臺灣東南海域夏季期間水文及生地化特性變動

Abstract

臺灣東南海域位處西北太平洋內的副熱帶反流區(Subtropical Countercurrent, STCC)，常見由斜壓不穩定(Baroclinic instability)引起的中尺度渦旋(Mesoscale Eddy)；除此以外，西北太平洋亦為颱風生成的熱區，兩者在上層海洋的物理現象和生地化作用上扮演重要角色。自2018至2020年期間的夏季，國立臺灣大學海洋研究所佈放於西北太平洋的兩組海氣象錨碇浮標NTU1及NTU2，觀測到一個氣旋式渦旋(Cyclonic Eddy, CE)和一個反氣旋式渦旋(Anti-Cyclonic Eddy, ACE)及數個颱風，渦旋和颱風顯著地改變上層海洋水文結構。掛載於浮標錨串上的水文、氣象、溶氧、螢光和pH各式探針，提供了寶貴的時間序列觀測資料，有助於更深入了解西北太平洋地區海洋生地化環境。本論文科學目標為探討中尺度渦旋與颱風經過時，上層海洋水文與生地化參數伴隨的變化，以及海氣之間氣體通量的交換。
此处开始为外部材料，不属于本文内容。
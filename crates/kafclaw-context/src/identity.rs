//! Identity block — spec §4.5 section (1): current timestamp plus a
//! precomputed weekday table for ±7 days, so the LLM never has to reason
//! about calendar arithmetic itself.

use chrono::Duration;
use kafclaw_core::Clock;

/// Build the identity block for `agent_name` as of `clock.now()`.
#[must_use]
pub fn identity_block(clock: &dyn Clock, agent_name: &str) -> String {
    let now = clock.now();
    let mut lines = vec![
        format!("You are {agent_name}, an autonomous multi-channel agent."),
        format!("Current time (UTC): {}", now.to_rfc3339()),
        String::new(),
        "Weekday reference (today ± 7 days):".to_string(),
    ];

    for offset in -7..=7 {
        let date = now + Duration::days(offset);
        let marker = if offset == 0 { " (today)" } else { "" };
        lines.push(format!(
            "{}: {}{marker}",
            date.format("%Y-%m-%d"),
            date.format("%A")
        ));
    }

    lines.join("\n")
}
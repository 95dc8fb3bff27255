//! The Agent Loop (spec §4.6, C7): the fixed per-message sequence every
//! inbound message is driven through — idempotency check, approval-reply
//! interception, the attack-intent refusal gate, Day2Day command
//! interception, session load, daily quota enforcement, context assembly,
//! a bounded think/act loop against the LLM and tool registry, and
//! finalization (session/task persistence, memory indexing, observation
//! batching, fire-and-forget audit shipping).
//!
//! Every other crate in the workspace is a narrow collaborator this loop
//! drives in that fixed order; grounded on the teacher's
//! `astrid-runtime::runtime::AgentRuntime::process_message`, which plays
//! the identical orchestrating role over an equivalent cast of
//! policy/approval/context/tool/memory collaborators.

use std::collections::HashSet;
use std::path::PathBuf;
use std::sync::Arc;

use kafclaw_approval::{acknowledgement_text, ApprovalManager, ApprovalState};
use kafclaw_audit::{AuditChain, SecurityAuditRecorder};
use kafclaw_bus::{InboundBus, OutboundBus};
use kafclaw_context::{ContextBuilder, ContextRequest, HistoryMessage, ObservationNote, RecallResult, ToolSummary};
use kafclaw_core::{
    ApprovalId, Clock, InboundMessage, InboundMetadata, MessageType, OutboundMessage, RunId, SessionKey, TaskId, Tier,
    TraceId,
};
use kafclaw_expertise::{classify, Action, ExpertiseTracker, SkillEvent};
use kafclaw_llm::{CompletionParams, LlmProvider, LlmToolDefinition, Message, MessageRole, ToolCall, ToolCallResult};
use kafclaw_memory::{MemoryChunk, MemoryStore, ObservationQueue, ObservationStore, Priority, Reflector, TextCompressor};
use kafclaw_policy::{Decision, PolicyContext, PolicyDecision, PolicyEngine};
use kafclaw_tools::{truncate_for_log, ToolContext, ToolRegistry, TurnIdentity};
use serde_json::json;
use tokio_util::sync::CancellationToken;
use tracing::{debug, warn};

use crate::attack_intent;
use crate::config::LoopConfig;
use crate::day2day::{self, Command as Day2DayCommand};
use crate::error::{RuntimeError, RuntimeResult};
use crate::indexer::AutoIndexer;
use crate::policy_store::PolicyDecisionStore;
use crate::quota;
use crate::session::{Session, SessionStore, StoredMessage};
use crate::subagent::{RunStatus, SubagentSupervisor, SubagentToolPolicy};
use crate::task::{AgentTask, TaskStatus, TaskStore};
use crate::timeline::{classification, TimelineEvent, TimelineStore};
use crate::turn::TurnContext;

/// Everything the Agent Loop owns or shares with the Sub-agent Supervisor.
/// Constructed once per agent process and handed to both the bus consumer
/// loop and the sub-agent launch dispatcher as an `Arc`.
pub struct AgentLoop {
    config: LoopConfig,
    clock: Arc<dyn Clock>,
    tasks: Arc<TaskStore>,
    sessions: Arc<SessionStore>,
    timeline: Arc<TimelineStore>,
    policy_decisions: Arc<PolicyDecisionStore>,
    approvals: Arc<ApprovalManager>,
    context_builder: Arc<ContextBuilder>,
    llm: Arc<dyn LlmProvider>,
    tools: Arc<ToolRegistry>,
    memory: Arc<MemoryStore>,
    observation_queue: Arc<ObservationQueue>,
    observation_store: Arc<ObservationStore>,
    reflector: Arc<Reflector>,
    compressor: Arc<dyn TextCompressor>,
    expertise: Arc<ExpertiseTracker>,
    indexer: Arc<AutoIndexer>,
    subagents: Arc<SubagentSupervisor>,
    subagent_policy: Arc<SubagentToolPolicy>,
    outbound: Arc<OutboundBus>,
    security_audit: Arc<SecurityAuditRecorder>,
    audit_chain: Arc<AuditChain>,
    cancel: CancellationToken,
}
//! Memory store error types.

/// Errors from memory chunk storage or observation/reflection.
#[derive(Debug, thiserror::Error)]
pub enum MemoryError {
    /// The underlying KV store failed.
    #[error("storage error: {0}")]
    Storage(#[from] kafclaw_storage::StorageError),

    /// A stored row failed to (de)serialize.
    #[error("serialization error: {0}")]
    Serialization(#[from] serde_json::Error),

    /// The configured text compressor (LLM collaborator) failed.
    #[error("compression failed: {0}")]
    CompressionFailed(String),
}

/// Result type for memory operations.
pub type MemoryResult<T> = Result<T, MemoryError>;
//! C8 Sub-agent Supervisor (spec §4.7): spawns bounded child agent runs
//! and routes their completion announcements back to the requester, with
//! deferred retry when the first publish attempt has no route.

use std::collections::HashSet;
use std::sync::Arc;

use chrono::{DateTime, Utc};
use globset::{Glob, GlobSet, GlobSetBuilder};
use kafclaw_bus::OutboundBus;
use kafclaw_core::{OutboundMessage, RunId, SessionKey, TaskId, TraceId};
use kafclaw_storage::{KvStore, ScopedKvStore};
use serde::{Deserialize, Serialize};
use tokio::sync::{mpsc, Mutex};

use crate::error::{RuntimeError, RuntimeResult};
use crate::session::SessionStore;

const NAMESPACE: &str = "subagent_runs";

/// Default interval between deferred-announcement retry attempts.
pub const DEFAULT_RETRY_INTERVAL: chrono::Duration = chrono::Duration::seconds(30);

/// Default nesting cap (spec §4.7 `MaxSubagentSpawnDepth`).
pub const DEFAULT_MAX_DEPTH: u32 = 3;
/// Default concurrent-children cap (spec §4.7 `MaxSubagentChildren`).
pub const DEFAULT_MAX_CHILDREN: usize = 5;

/// Reason strings the sub-agent derived policy produces (spec §4.7), kept
/// as constants alongside `kafclaw_policy::reasons` rather than folded
/// into it since the base policy engine has no concept of nesting depth.
pub mod reasons {
    pub const TOOL_DENIED_BY_POLICY: &str = "subagent_tool_denied_by_policy";
    pub const SPAWN_DEPTH_LIMIT: &str = "subagent_spawn_depth_limit";
}

/// Lifecycle status of a [`SubagentRun`] (spec §3, §12 Open Question
/// resolution: consumers tolerate any lowercase form of the four
/// terminal states).
#[derive(Debug, Clone, Copy, PartialEq, Eq, Serialize, Deserialize)]
#[serde(rename_all = "snake_case")]
pub enum RunStatus {
    Pending,
    Running,
    Completed,
    Failed,
    Timeout,
    Killed,
}

impl RunStatus {
    #[must_use]
    pub fn is_terminal(self) -> bool {
        !matches!(self, Self::Pending | Self::Running)
    }

    #[must_use]
    pub fn as_str(self) -> &'static str {
        match self {
            Self::Pending => "pending",
            Self::Running => "running",
            Self::Completed => "completed",
            Self::Failed => "failed",
            Self::Timeout => "timeout",
            Self::Killed => "killed",
        }
    }
}

/// Whether a child session is retained or removed after a successful
/// completion announcement (spec GLOSSARY "Cleanup policy").
#[derive(Debug, Clone, Copy, PartialEq, Eq, Serialize, Deserialize)]
#[serde(rename_all = "snake_case")]
pub enum CleanupPolicy {
    Keep,
    Delete,
}

/// One spawned child agent run (spec §3 `SubagentRun`).
#[derive(Debug, Clone, Serialize, Deserialize)]
pub struct SubagentRun {
    pub run_id: RunId,
    pub parent_session: String,
    pub root_session: String,
    pub requester_channel: String,
    pub requester_chat_id: String,
    pub requester_trace: TraceId,
    pub task: String,
    pub label: String,
    pub depth: u32,
    pub cleanup: CleanupPolicy,
    pub status: RunStatus,
    pub completion_output: Option<String>,
    pub announce_id: String,
    pub next_announce_at: Option<DateTime<Utc>>,
    pub announced: bool,
    pub created_at: DateTime<Utc>,
    pub updated_at: DateTime<Utc>,
}
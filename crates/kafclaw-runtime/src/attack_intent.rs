//! Attack-intent regex filter (spec §4.6 step 3, §9 Design Notes:
//! "defense-in-depth only; ... not correctness gates and must not be
//! tightened in a way that blocks legitimate flows").

use std::sync::LazyLock;

use regex::RegexSet;

/// The fixed refusal text returned when a pattern matches. No LLM call is
/// made for these.
pub const REFUSAL_TEXT: &str =
    "I can't help with that request. It looks like it's asking for a destructive or \
     irreversible action, which I won't carry out.";

static PATTERNS: LazyLock<RegexSet> = LazyLock::new(|| {
    RegexSet::new([
        r"(?i)delete\s+(the\s+)?(entire\s+)?repo(sitory)?",
        r"(?i)rm\s+-rf\s+",
        r"(?i)format\s+(the\s+)?(hard\s+)?drive",
        r"(?i)wipe\s+(the\s+)?(entire\s+)?(disk|drive|database)",
        r"(?i)drop\s+(the\s+)?database",
        r"(?i)lösche?\s+(das\s+)?(ganze\s+)?repo",
    ])
    .expect("attack-intent patterns are a fixed, valid pattern set")
});

/// Returns `true` if `content` matches any pattern in the attack-intent
/// blocklist.
#[must_use]
pub fn matches(content: &str) -> bool {
    PATTERNS.is_match(content)
}

#[cfg(test)]
mod tests {
    use super::*;

    #[test]
    fn flags_rm_rf() {
        assert!(matches("please run rm -rf / on the server"));
    }

    #[test]
    fn flags_delete_repo_english_and_german() {
        assert!(matches("delete the entire repo right now"));
        assert!(matches("lösche das ganze repo"));
    }

    #[test]
    fn does_not_flag_legitimate_requests() {
        assert!(!matches("can you delete this one stale branch?"));
        assert!(!matches("please read the README and summarize it"));
        assert!(!matches("write a test for the delivery worker"));
    }
}
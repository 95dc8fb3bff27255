//! The Delivery Worker (spec §4.11, C12): polls completed tasks with
//! `deliveryStatus = pending` and retries outbound delivery with
//! exponential backoff.
//!
//! This crate never sees `AgentTask` directly (that type is owned by
//! `kafclaw-runtime`, per the crate-layer dependency direction in
//! `SPEC_FULL.md`'s crate table). [`DeliverySink`] is the same kind of
//! pluggable-collaborator seam as `kafclaw-memory`'s `TextCompressor`:
//! `kafclaw-runtime` implements it over its task store, and this crate
//! drives the retry loop against the trait.
//!
//! Spec §4.11 states delivery is published "optimistically" and that
//! "channel subscribers may later overwrite on failure signal" — this
//! worker treats [`DeliverySink::publish`]'s own return value as that
//! signal (whether the outbound bus actually reached a subscriber),
//! since nothing else in this workspace models a separate asynchronous
//! failure channel.

use async_trait::async_trait;
use chrono::{DateTime, Utc};

use crate::error::SchedulerResult;

/// Default maximum delivery attempts before a task is marked `failed`
/// (spec §4.11).
pub const DEFAULT_MAX_RETRY: u32 = 5;
/// Base backoff duration (spec §4.11: `30s * 2^attempts`).
pub const BASE_BACKOFF_SECS: i64 = 30;
/// Backoff cap (spec §4.11: capped at 5 minutes).
pub const MAX_BACKOFF_SECS: i64 = 300;
/// Default poll interval (spec §4.11: "every 5s").
pub const DEFAULT_POLL_INTERVAL: std::time::Duration = std::time::Duration::from_secs(5);

/// One task awaiting outbound delivery.
#[derive(Debug, Clone)]
pub struct PendingDelivery {
    /// The task's id.
    pub task_id: String,
    /// Trace id the task was produced under.
    pub trace_id: String,
    /// Destination channel.
    pub channel: String,
    /// Destination chat id.
    pub chat_id: String,
    /// Reply text to deliver.
    pub content_out: String,
    /// Delivery attempts made so far.
    pub attempts: u32,
}

/// The task-store collaborator the Delivery Worker polls and updates.
#[async_trait]
pub trait DeliverySink: Send + Sync {
    /// Fetch every completed task currently eligible for a delivery
    /// attempt (`deliveryStatus = pending` and past its `nextRetryAt`, if
    /// any).
    async fn pending_deliveries(&self, now: DateTime<Utc>) -> SchedulerResult<Vec<PendingDelivery>>;

    /// Attempt to publish `item` on the outbound bus. Returns whether a
    /// subscriber actually received it.
    async fn publish(&self, item: &PendingDelivery) -> SchedulerResult<bool>;

    /// Record a successful delivery.
    async fn mark_sent(&self, task_id: &str) -> SchedulerResult<()>;

    /// Record a failed attempt, scheduling the next retry at `next_retry_at`
    /// with the incremented attempt count.
    async fn record_retry(
        &self,
        task_id: &str,
        attempts: u32,
        next_retry_at: DateTime<Utc>,
    ) -> SchedulerResult<()>;

    /// Record exhaustion of the retry budget.
    async fn mark_failed(&self, task_id: &str) -> SchedulerResult<()>;
}

/// Compute the next backoff delay for `attempts` already made (spec §4.11:
/// `min(30s * 2^attempts, 5min)`).
#[must_use]
pub fn backoff_seconds(attempts: u32) -> i64 {
    let exponential = BASE_BACKOFF_SECS.saturating_mul(1i64 << attempts.min(20));
    exponential.min(MAX_BACKOFF_SECS)
}

/// Drives [`DeliverySink`] through one retry pass.
pub struct DeliveryWorker {
    max_retry: u32,
}

impl DeliveryWorker {
    /// Build a worker using the default max retry count.
    #[must_use]
    pub fn new() -> Self {
        Self::with_max_retry(DEFAULT_MAX_RETRY)
    }

    /// Build a worker with an explicit max retry count.
    #[must_use]
    pub fn with_max_retry(max_retry: u32) -> Self {
        Self { max_retry }
    }

    /// Run one pass: fetch eligible tasks from `sink` and process each.
    ///
    /// # Errors
    ///
    /// Returns an error if `sink` fails to enumerate pending deliveries.
    pub async fn run_once(&self, sink: &dyn DeliverySink, now: DateTime<Utc>) -> SchedulerResult<()> {
        for item in sink.pending_deliveries(now).await? {
            self.process_one(sink, item, now).await?;
        }
        Ok(())
    }

    async fn process_one(
        &self,
        sink: &dyn DeliverySink,
        item: PendingDelivery,
        now: DateTime<Utc>,
    ) -> SchedulerResult<()> {
        if item.attempts >= self.max_retry {
            sink.mark_failed(&item.task_id).await?;
            return Ok(());
        }

        if sink.publish(&item).await? {
            sink.mark_sent(&item.task_id).await?;
        } else {
            let next_attempts = item.attempts + 1;
            if next_attempts >= self.max_retry {
                sink.mark_failed(&item.task_id).await?;
            } else {
                let next_retry_at = now + chrono::Duration::seconds(backoff_seconds(item.attempts));
                sink.record_retry(&item.task_id, next_attempts, next_retry_at)
                    .await?;
            }
        }
        Ok(())
    }
}

impl Default for DeliveryWorker {
    fn default() -> Self {
        Self::new()
    }
}

#[cfg(test)]
mod tests {
    use super::*;
    use std::sync::Mutex;

    #[derive(Default)]
    struct FakeSink {
        items: Mutex<Vec<PendingDelivery>>,
        publish_result: Mutex<bool>,
        sent: Mutex<Vec<String>>,
        retried: Mutex<Vec<(String, u32)>>,
        failed: Mutex<Vec<String>>,
    }

    #[async_trait]
    impl DeliverySink for FakeSink {
        async fn pending_deliveries(&self, _now: DateTime<Utc>) -> SchedulerResult<Vec<PendingDelivery>> {
            Ok(self.items.lock().unwrap().clone())
        }

        async fn publish(&self, _item: &PendingDelivery) -> SchedulerResult<bool> {
            Ok(*self.publish_result.lock().unwrap())
        }

        async fn mark_sent(&self, task_id: &str) -> SchedulerResult<()> {
            self.sent.lock().unwrap().push(task_id.to_string());
            Ok(())
        }

        async fn record_retry(
            &self,
            task_id: &str,
            attempts: u32,
            _next_retry_at: DateTime<Utc>,
        ) -> SchedulerResult<()> {
            self.retried.lock().unwrap().push((task_id.to_string(), attempts));
            Ok(())
        }

        async fn mark_failed(&self, task_id: &str) -> SchedulerResult<()> {
            self.failed.lock().unwrap().push(task_id.to_string());
            Ok(())
        }
    }

    fn item(task_id: &str, attempts: u32) -> PendingDelivery {
        PendingDelivery {
            task_id: task_id.to_string(),
            trace_id: "t1".to_string(),
            channel: "cli".to_string(),
            chat_id: "c1".to_string(),
            content_out: "hello".to_string(),
            attempts,
        }
    }

    #[test]
    fn backoff_doubles_and_caps_at_five_minutes() {
        assert_eq!(backoff_seconds(0), 30);
        assert_eq!(backoff_seconds(1), 60);
        assert_eq!(backoff_seconds(2), 120);
        assert_eq!(backoff_seconds(10), 300);
    }

    #[tokio::test]
    async fn successful_publish_marks_sent() {
        let sink = FakeSink::default();
        *sink.publish_result.lock().unwrap() = true;
        sink.items.lock().unwrap().push(item("task-1", 0));

        let worker = DeliveryWorker::new();
        worker.run_once(&sink, Utc::now()).await.unwrap();

        assert_eq!(sink.sent.lock().unwrap().as_slice(), ["task-1"]);
        assert!(sink.retried.lock().unwrap().is_empty());
    }

    #[tokio::test]
    async fn failed_publish_schedules_retry() {
        let sink = FakeSink::default();
        *sink.publish_result.lock().unwrap() = false;
        sink.items.lock().unwrap().push(item("task-1", 1));

        let worker = DeliveryWorker::new();
        worker.run_once(&sink, Utc::now()).await.unwrap();

        assert_eq!(sink.retried.lock().unwrap().as_slice(), [("task-1".to_string(), 2)]);
        assert!(sink.sent.lock().unwrap().is_empty());
    }

    #[tokio::test]
    async fn attempts_at_max_retry_marks_failed_without_publishing() {
        let sink = FakeSink::default();
        sink.items.lock().unwrap().push(item("task-1", DEFAULT_MAX_RETRY));

        let worker = DeliveryWorker::new();
        worker.run_once(&sink, Utc::now()).await.unwrap();

        assert_eq!(sink.failed.lock().unwrap().as_slice(), ["task-1"]);
    }

    #[tokio::test]
    async fn failure_on_last_allowed_attempt_marks_failed_not_retried() {
        let sink = FakeSink::default();
        *sink.publish_result.lock().unwrap() = false;
        sink.items.lock().unwrap().push(item("task-1", DEFAULT_MAX_RETRY - 1));

        let worker = DeliveryWorker::new();
        worker.run_once(&sink, Utc::now()).await.unwrap();

        assert_eq!(sink.failed.lock().unwrap().as_slice(), ["task-1"]);
        assert!(sink.retried.lock().unwrap().is_empty());
    }
}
此外，透過一維溶氧和總無機碳的質量平衡模式，在本研究中亦嘗試推估臺灣東南海域夏季時上層海洋的生物群集淨生產力(Net Community Production, NCP)。 分析結果顯示，溶氧濃度和葉綠素濃度在浮標測站上層海洋，各存在一個極大值，分別位於水深約70和90公尺處，其極大值約為200 μM和0.2 μg L-1。在近表層處，溶氧濃度變化受太陽短波輻射主導，但可能還受中尺度渦旋等機制影響。在2019年六至八月氣旋式中尺度渦旋通過期間，溶氧濃度和溫度在水深50公尺處的全日潮和半日潮頻帶上，分別有高達30 μM和5 ℃的振幅，其變化量隨深度增加而逐漸減小；2018年八月反氣旋式中尺度渦旋通過期間，振幅則分別縮小至5 μM和1 ℃。此現象可能是由於中尺度渦旋通過後影響上層海洋溫度結構，使內潮垂直速度、節點(Node point)位置和背景濃度梯度的垂直結構發生變化所致。 颱風經過對研究海域的影響，本論文以2019年強度為C1的玲玲颱風為實例，其34節風暴風圈半徑(R34)通過浮標期間，溶氧濃度極大值深度上層和下層分別有顯著上升及下降的現象。根據Price-Weller-Pinkel (PWP) 3D模式模擬結果，此段期間上層海洋主要受到垂直對流主導，其在水深約70公尺處造成約30公尺的等密度線垂直向上位移，使水深50和100公尺處溶氧濃度分別上升和下降。在2020年閃電颱風通過NTU1測站期間，分別約有700 mmol m-2的氧氣及640 mmol m-2的二氧化碳從大氣被帶入海洋，其中氧氣通量約佔表水層一公尺溶氧總量的13%，二氧化碳通量則約為非颱風時期的三至四倍。另藉由一維溶氧濃度質量守恆模式，在2020年夏季期間NTU1測站定義與海表溫相差攝氏0.8度的混合層中，群集淨生產力平均約為45 mmol m-2 d-1。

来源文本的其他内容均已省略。